Can we consider "Availability Zones" instead of "Geo Redundancy" as the downtime is less in AZ?
For natural disasters Geo Redundancy is the only answer that is correct.
AWS or Azure keep their Availability zones in close proximity to each other. They never publish how far the distance between AZ's but 2ms latency between them network wise. From everything I've read they are in the same metro area.
1. Sufficient for DR purposes – Both employ replication that INFORMALLY provides a basis for DR, however, this raises a huge best-practice caution: operational replication is NOT a substitute for backups! By current best-practice DR planning, we would restore from a valid, verified backup.
2. Effective for “natural disaster” events – GR’s wider geographic replication is superior to AZ’s replication among geographically “close” data centers. Indeed, where a single natural disaster incapacitates an entire AZ, a GR configured service may not even experience downtime!
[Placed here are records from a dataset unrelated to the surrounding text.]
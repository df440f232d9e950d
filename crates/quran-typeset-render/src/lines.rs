//! Composed lines: the output of paragraph breaking and the boxes of page
//! breaking.

use crate::atoms::Glue;
use crate::shaping::ShapedWord;

/// Entry of a composed text line, in logical (right-to-left) order.
#[derive(Clone, Debug, PartialEq)]
pub enum LineItem {
    Word(ShapedWord),
    /// Inter-word space with its specification and resolved width.
    Space { glue: Glue, width: f64 },
}

impl LineItem {
    pub fn width(&self) -> f64 {
        match self {
            Self::Word(word) => word.width(),
            Self::Space { width, .. } => *width,
        }
    }

    pub fn is_word(&self) -> bool {
        matches!(self, Self::Word(_))
    }
}

/// What a line holds.
#[derive(Clone, Debug, PartialEq)]
pub enum LineContent {
    Text(Vec<LineItem>),
    /// Chapter heading: title and verse-count sub-lines.
    Heading(Vec<Line>),
}

/// A composed line with its vertical extent.
#[derive(Clone, Debug, PartialEq)]
pub struct Line {
    pub content: LineContent,
    pub height: f64,
}

impl Line {
    /// Text line; trailing spaces are dropped.
    pub fn text(mut items: Vec<LineItem>, height: f64) -> Self {
        while items.last().is_some_and(|item| !item.is_word()) {
            items.pop();
        }
        Self {
            content: LineContent::Text(items),
            height,
        }
    }

    pub fn heading(lines: Vec<Line>, height: f64) -> Self {
        Self {
            content: LineContent::Heading(lines),
            height,
        }
    }

    pub fn is_heading(&self) -> bool {
        matches!(self.content, LineContent::Heading(_))
    }

    pub fn items(&self) -> &[LineItem] {
        match &self.content {
            LineContent::Text(items) => items,
            LineContent::Heading(_) => &[],
        }
    }

    /// Words of the line, including those of heading sub-lines.
    pub fn words(&self) -> Box<dyn Iterator<Item = &ShapedWord> + '_> {
        match &self.content {
            LineContent::Text(items) => Box::new(items.iter().filter_map(|item| match item {
                LineItem::Word(word) => Some(word),
                LineItem::Space { .. } => None,
            })),
            LineContent::Heading(lines) => Box::new(lines.iter().flat_map(Line::words)),
        }
    }

    /// Set width of a text line. Headings report zero.
    pub fn width(&self) -> f64 {
        self.items().iter().map(LineItem::width).sum()
    }

    pub fn has_quarter(&self) -> bool {
        self.words().any(|word| word.quarter)
    }

    /// Quarter markers set on this line; a short line can carry several.
    pub fn quarter_marks(&self) -> usize {
        self.words().filter(|word| word.quarter).count()
    }

    pub fn has_prostration(&self) -> bool {
        self.words().any(|word| word.prostration)
    }

    pub fn has_marker(&self) -> bool {
        self.has_quarter() || self.has_prostration()
    }
}

#[cfg(test)]
mod tests {
    use super::*;
    use crate::shaping::{HeuristicShaper, ShapeCache};
    use std::sync::Arc;

    #[test]
    fn text_lines_drop_trailing_space_and_sum_widths() {
        let mut cache = ShapeCache::new(Arc::new(HeuristicShaper::new(10.0)));
        let word = cache.shape_word("رب").expect("shape");
        let glue = Glue::new(3.2, 1.6, 2.1);
        let line = Line::text(
            vec![
                LineItem::Word(word.clone()),
                LineItem::Space { glue, width: 4.0 },
                LineItem::Word(word.clone()),
                LineItem::Space { glue, width: 0.0 },
            ],
            29.0,
        );
        assert_eq!(line.items().len(), 3);
        assert_eq!(line.width(), word.width() * 2.0 + 4.0);
        assert!(!line.has_marker());
    }

    #[test]
    fn heading_reports_markers_of_sub_lines() {
        let marker = ShapedWord::quarter_marker();
        let sub = Line::text(vec![LineItem::Word(marker)], 29.0);
        let heading = Line::heading(vec![sub], 52.2);
        assert!(heading.is_heading());
        assert!(heading.has_quarter());
        assert_eq!(heading.width(), 0.0);
    }
}
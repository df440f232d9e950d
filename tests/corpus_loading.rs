mod common;

use common::TempCorpus;
use quran_typeset::{
    chapter_path, read_corpus, read_metadata, select_chapters, ChapterSelection, CorpusErrorCode,
};

#[test]
fn loads_selected_chapters_in_request_order() {
    let corpus = TempCorpus::new("order");
    corpus.write_meta(&["الفاتحة\tمكية\t0", "البقرة\tمدنية", "آل عمران\tمدنية\t1\t200"]);
    corpus.write_chapter(1, &["بسم الله الرحمن الرحيم", "الحمد لله رب العالمين"]);
    corpus.write_chapter(2, &["الم", "", "ذلك الكتاب لا ريب فيه"]);
    corpus.write_chapter(3, &["الم"]);

    let selection = select_chapters(&[3, 1]).expect("selection");
    let chapters = read_corpus(corpus.path(), &selection).expect("corpus");
    let numbers: Vec<usize> = chapters.iter().map(|c| c.number).collect();
    assert_eq!(numbers, vec![3, 1]);

    assert_eq!(chapters[0].verses, 200, "metadata override");
    assert!(chapters[0].has_opening());
    assert_eq!(chapters[1].verses, 2);
    assert!(!chapters[1].has_opening());
    assert_eq!(
        chapters[1].text,
        "بسم الله الرحمن الرحيم الحمد لله رب العالمين"
    );

    let chapters = read_corpus(corpus.path(), &select_chapters(&[2]).expect("selection"))
        .expect("corpus");
    assert_eq!(chapters[0].verses, 2, "blank lines are not verses");
}

#[test]
fn missing_metadata_is_reported_first() {
    let corpus = TempCorpus::new("nometa");
    corpus.write_chapter(1, &["الحمد لله"]);
    let err = read_corpus(corpus.path(), &select_chapters(&[1]).expect("selection"))
        .expect_err("meta.txt is missing");
    assert_eq!(err.code, CorpusErrorCode::MetaMissing);
    assert!(err.to_string().starts_with("META_MISSING"));
}

#[test]
fn missing_chapter_names_the_file() {
    let corpus = TempCorpus::new("nochapter");
    corpus.write_meta(&["الفاتحة\tمكية\t0", "البقرة\tمدنية"]);
    corpus.write_chapter(1, &["الحمد لله"]);
    let err = read_corpus(corpus.path(), &select_chapters(&[1, 2]).expect("selection"))
        .expect_err("002.txt is missing");
    assert_eq!(err.code, CorpusErrorCode::ChapterMissing);
    assert_eq!(err.chapter, Some(2));
    let expected = chapter_path(corpus.path(), 2).display().to_string();
    assert_eq!(err.path.as_deref(), Some(expected.as_str()));
}

#[test]
fn full_selection_needs_every_chapter() {
    let corpus = TempCorpus::new("full");
    corpus.write_meta(&["الفاتحة\tمكية\t0"]);
    corpus.write_chapter(1, &["الحمد لله"]);
    assert_eq!(read_metadata(corpus.path()).expect("meta").len(), 1);
    let err = read_corpus(corpus.path(), &ChapterSelection::all()).expect_err("only one chapter");
    assert_eq!(err.code, CorpusErrorCode::ChapterMissing);
    assert_eq!(err.chapter, Some(2));
}

#[test]
fn malformed_metadata_row_reports_its_line() {
    let corpus = TempCorpus::new("badmeta");
    corpus.write_meta(&["الفاتحة\tمكية\t0", "البقرة"]);
    let err = read_metadata(corpus.path()).expect_err("row 2 lacks a place");
    assert_eq!(err.code, CorpusErrorCode::MetaParse);
    assert_eq!(err.line, Some(2));
}
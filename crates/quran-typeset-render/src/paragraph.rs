//! Chapter text to justified lines.
//!
//! Words are shaped through the document's [`ShapeCache`] and set as boxes
//! separated by space glue; the breaker then wraps them against the
//! configured text widths and each line's glue is resolved with that line's
//! adjustment ratio.

use quran_typeset::markers::{
    is_word_separator, starts_with_quarter, NO_BREAK_SPACE, OPENING_INVOCATION, QUARTER_MARK,
};
use quran_typeset::Chapter;

use crate::atoms::{Atom, AtomSequence, Glue, Penalty};
use crate::breaker::{breakpoints, compute_adjustment_ratio, BreakMode};
use crate::config::TypesetConfig;
use crate::lines::{Line, LineItem};
use crate::render_engine::TypesetError;
use crate::shaping::{ShapeCache, ShapedWord};

/// Builds and breaks paragraphs for one document run.
pub struct ParagraphComposer<'a> {
    cache: &'a mut ShapeCache,
    config: &'a TypesetConfig,
}

impl<'a> ParagraphComposer<'a> {
    pub fn new(cache: &'a mut ShapeCache, config: &'a TypesetConfig) -> Self {
        Self { cache, config }
    }

    /// Inter-word glue derived from the shaped space width.
    pub fn space_glue(&mut self) -> Result<Glue, TypesetError> {
        let space = self.cache.space_width()?;
        Ok(Glue::new(space, space / 2.0, space / 1.5))
    }

    /// Segment `text` into word boxes and space glue, closed for breaking.
    ///
    /// A quarter marker opening the text becomes an invisible marker box with
    /// no space after it. A no-break space keeps its glue but forbids a break
    /// there.
    pub fn atoms(&mut self, text: &str) -> Result<AtomSequence<ShapedWord>, TypesetError> {
        let glue = self.space_glue()?;
        let mut text = text.trim();
        let mut seq = AtomSequence::with_capacity(text.len() / 3);

        if starts_with_quarter(text) {
            seq.push_box(0.0, ShapedWord::quarter_marker());
            text = &text[QUARTER_MARK.len_utf8() + NO_BREAK_SPACE.len_utf8()..];
        }

        let mut word_start: Option<usize> = None;
        for (idx, ch) in text.char_indices() {
            if !is_word_separator(ch) {
                word_start.get_or_insert(idx);
                continue;
            }
            if let Some(start) = word_start.take() {
                self.push_word(&mut seq, &text[start..idx])?;
            }
            if !seq.atoms().last().is_some_and(Atom::is_box) {
                continue;
            }
            if ch == NO_BREAK_SPACE {
                seq.push_penalty(Penalty::forbidden());
            }
            seq.push_glue(glue);
        }
        if let Some(start) = word_start {
            self.push_word(&mut seq, &text[start..])?;
        }

        seq.close_paragraph();
        Ok(seq)
    }

    fn push_word(
        &mut self,
        seq: &mut AtomSequence<ShapedWord>,
        word: &str,
    ) -> Result<(), TypesetError> {
        let mut shaped = self.cache.shape_word(word)?;
        if word.starts_with(QUARTER_MARK) {
            shaped.quarter = true;
        }
        seq.push_box(shaped.width(), shaped);
        Ok(())
    }

    /// Break `text` into justified lines of the configured widths.
    pub fn break_lines(&mut self, text: &str) -> Result<Vec<Line>, TypesetError> {
        let seq = self.atoms(text)?;
        let targets = &self.config.text_widths;
        let breaks = breakpoints(&seq, targets, BreakMode::Tolerance(self.config.tolerance))?;

        let ratios: Vec<_> = breaks
            .segments()
            .map(|s| (s, compute_adjustment_ratio(&seq, s.start, s.end, s.line, targets)))
            .collect();

        let mut atoms = seq.into_atoms().into_iter().enumerate();
        let mut lines = Vec::with_capacity(ratios.len());
        for (segment, ratio) in ratios {
            let mut items = Vec::new();
            for (idx, atom) in atoms.by_ref() {
                if idx >= segment.end {
                    break;
                }
                match atom {
                    Atom::Box { content, .. } => items.push(LineItem::Word(content)),
                    Atom::Glue(glue) => items.push(LineItem::Space {
                        glue,
                        width: glue.resolve(ratio),
                    }),
                    Atom::Penalty(_) => {}
                }
            }
            let line = Line::text(items, self.config.leading);
            if line.words().next().is_some() {
                lines.push(line);
            }
        }
        Ok(lines)
    }

    /// Set a short run of text on one line at natural spacing.
    pub fn set_line(&mut self, text: &str) -> Result<Line, TypesetError> {
        let glue = self.space_glue()?;
        let mut items = Vec::new();
        for word in text.split(is_word_separator).filter(|w| !w.is_empty()) {
            if !items.is_empty() {
                items.push(LineItem::Space {
                    glue,
                    width: glue.natural,
                });
            }
            items.push(LineItem::Word(self.cache.shape_word(word)?));
        }
        Ok(Line::text(items, self.config.leading))
    }

    /// Two-line chapter heading.
    pub fn heading(&mut self, chapter: &Chapter) -> Result<Line, TypesetError> {
        let mut lines = Vec::with_capacity(2);
        for text in chapter.heading_text_with(self.config.heading_style) {
            lines.push(self.set_line(&text)?);
        }
        Ok(Line::heading(
            lines,
            self.config.leading * self.config.heading_factor,
        ))
    }

    /// Vertical atoms for a whole chapter: heading, optional opening
    /// invocation, then body lines separated by zero-height glue.
    ///
    /// Every chapter ends with glue that can stretch by one leading, so that
    /// chapter boundaries absorb the slack of a justified page and a page can
    /// break after any chapter, including one with no body text.
    pub fn compose_chapter(&mut self, chapter: &Chapter) -> Result<Vec<Atom<Line>>, TypesetError> {
        log::info!("Chapter {}…", chapter.number);

        let heading = self.heading(chapter)?;
        let mut out = vec![Atom::boxed(heading.height, heading)];
        if chapter.has_opening() {
            let opening = self.set_line(&OPENING_INVOCATION.to_string())?;
            out.push(Atom::boxed(opening.height, opening));
        }

        for (idx, line) in self.break_lines(&chapter.text)?.into_iter().enumerate() {
            if idx > 0 {
                out.push(Atom::Glue(Glue::fixed(0.0)));
            }
            out.push(Atom::boxed(line.height, line));
        }
        out.push(Atom::Glue(Glue::new(0.0, self.config.leading, 0.0)));
        Ok(out)
    }
}
impl Typesetter {
    pub fn new(config: TypesetConfig, shaper: Arc<dyn Shaper>) -> Self {
        Self {
            config: config.normalized(),
            cache: ShapeCache::new(shaper),
            quarters: QuarterTracker::new(),
        }
    }

    /// Typesetter measuring text with [`HeuristicShaper`] at the body size.
    pub fn with_heuristic_shaper(config: TypesetConfig) -> Self {
        let shaper = Arc::new(HeuristicShaper::new(config.font_size));
        Self::new(config, shaper)
    }

    pub fn config(&self) -> &TypesetConfig {
        &self.config
    }

    /// Value the next quarter marker will be labelled with.
    pub fn quarter_counter(&self) -> usize {
        self.quarters.counter()
    }

    /// Break every chapter into lines and concatenate them into one vertical
    /// sequence.
    pub fn compose_lines(
        &mut self,
        chapters: &[Chapter],
    ) -> Result<AtomSequence<Line>, TypesetError> {
        log::info!("Breaking text into lines…");
        let mut seq = AtomSequence::new();
        let mut composer = ParagraphComposer::new(&mut self.cache, &self.config);
        for chapter in chapters {
            for atom in composer.compose_chapter(chapter)? {
                seq.push(atom);
            }
        }
        Ok(seq)
    }

    pub fn compose_pages(&self, lines: AtomSequence<Line>) -> Result<Vec<Page>, TypesetError> {
        let composer = PageComposer::new(self.config.lines_per_page, self.config.leading);
        Ok(composer.compose(lines)?)
    }

    /// Draw pages in order.
    pub fn render<S: RenderSurface + ?Sized>(
        &mut self,
        pages: &[Page],
        surface: &mut S,
    ) -> Result<(), TypesetError> {
        log::info!("Drawing pages…");
        for page in pages {
            self.draw_page(page, surface)?;
        }
        Ok(())
    }

    /// Run the whole pipeline for `chapters`.
    pub fn typeset<S: RenderSurface + ?Sized>(
        &mut self,
        chapters: &[Chapter],
        surface: &mut S,
    ) -> Result<TypesetSummary, TypesetError> {
        let lines = self.compose_lines(chapters)?;
        let pages = self.compose_pages(lines)?;
        self.render(&pages, surface)?;

        Ok(TypesetSummary {
            chapters: chapters.len(),
            pages: pages.len(),
            lines: pages.iter().map(Page::line_count).sum(),
            quarter_marks: pages
                .iter()
                .flat_map(Page::lines)
                .map(Line::quarter_marks)
                .sum(),
            prostration_marks: pages
                .iter()
                .flat_map(Page::lines)
                .filter(|line| line.has_prostration())
                .count(),
            shaped_words: self.cache.len(),
        })
    }

    /// Typeset `chapters` into a recorded page document.
    pub fn typeset_document(&mut self, chapters: &[Chapter]) -> Result<PageDocument, TypesetError> {
        let mut recorder = PageRecorder::new(self.config.page_width, self.config.page_height);
        self.typeset(chapters, &mut recorder)?;
        Ok(recorder.into_document())
    }

    fn draw_page<S: RenderSurface + ?Sized>(
        &mut self,
        page: &Page,
        surface: &mut S,
    ) -> Result<(), TypesetError> {
        log::info!("Page {}…", page.number);
        surface.new_page(page.number);

        if page.line_count() == 0 {
            log::debug!("Leaving empty page blank");
            return Ok(());
        }

        let mut y = self.config.top_margin;
        let mut idx = 0usize;
        for item in &page.items {
            if let PageItem::Line(line) = item {
                let origin = Point::new(self.config.text_start_x(page.number, idx), y);
                draw_line(line, origin, self.config.text_width(idx), 1.0, &self.config, surface);
                if line.has_marker() {
                    self.draw_margin_note(page, idx, line, y, surface)?;
                }
                idx += 1;
            }
            y += item.height();
        }

        let number = self.cache.shape_word(&format_number(page.number))?;
        let x = self.config.page_number_x(page.number, number.width());
        surface.draw_box(
            &number,
            Point::new(x, self.config.page_number_ypos),
            1.0,
            Layer::Chrome,
        );

        if self.config.decorations {
            let cfg = &self.config;
            let x = cfg.text_start_x(page.number, 0) + FRAME_OFFSET;
            let y = cfg.top_margin - cfg.leading / 2.0 - FRAME_OFFSET;
            let w = cfg.text_width(0) + FRAME_OFFSET * 2.0;
            let h = cfg.page_height_target() + FRAME_OFFSET;
            let frame = Rect::new(x - w, y, w, h);
            surface.draw_rule(frame, FRAME_INNER_WIDTH, Layer::Chrome);
            surface.draw_rule(frame.outset(FRAME_GAP), FRAME_OUTER_WIDTH, Layer::Chrome);
        }
        Ok(())
    }

    /// Quarter and prostration labels in the outer margin, vertically centred
    /// on the line at `y`.
    fn draw_margin_note<S: RenderSurface + ?Sized>(
        &mut self,
        page: &Page,
        idx: usize,
        line: &Line,
        y: f64,
        surface: &mut S,
    ) -> Result<(), TypesetError> {
        // Every marker on the line advances the counter; the note shows the
        // first one.
        let marks = line.quarter_marks();
        let mut quarter = None;
        for _ in 0..marks {
            let label = self.quarters.advance();
            quarter.get_or_insert(label);
        }
        let note = MarginNote {
            quarter,
            prostration: line.has_prostration(),
        };
        if note.quarter.is_some() {
            log::debug!(
                "{} quarter marker(s) at page {}, next counter {}",
                marks,
                page.number,
                self.quarters.counter()
            );
            surface.annotate(PageAnnotation {
                kind: PageAnnotationKind::Quarter,
                value: Some(note.lines().join(" ")),
            });
        }
        if note.prostration {
            log::debug!("Prostration at page {}", page.number);
            surface.annotate(PageAnnotation {
                kind: PageAnnotationKind::Prostration,
                value: None,
            });
        }

        let mut composer = ParagraphComposer::new(&mut self.cache, &self.config);
        let mut rows = Vec::new();
        for text in note.lines() {
            rows.push(composer.set_line(&text)?);
        }

        let scale = self.config.note_scale;
        let leading = self.config.font_size;
        let widest = rows.iter().map(Line::width).fold(0.0, f64::max);
        let x = self.config.margin_note_x(page.number, idx, widest);
        let mut y = y - leading * rows.len() as f64 * scale / 2.0;
        for row in &rows {
            let offset = (widest - row.width()) * scale / 2.0;
            let right = x + offset + row.width() * scale;
            draw_items(row.items(), Point::new(right, y), scale, surface);
            y += leading;
        }
        Ok(())
    }
}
3. Effective in achieving low RTO (i.e., “little to no downtime”) – AZ’s performance advantage over GR is lower latency for synchronous (vs. asynchronous) replication. However, this is an operational advantage. Per #1, we would restore from the most recent validated and verified backup(s). As such, operational latency does not factor into DR performance.
We may eliminate (B) Configure high availability and (D) Configure auto-scaling (A-S) right away, as both concern operational state rather than DR. Now, let’s consider remaining options: (A) configure AZs and (C) configure GR.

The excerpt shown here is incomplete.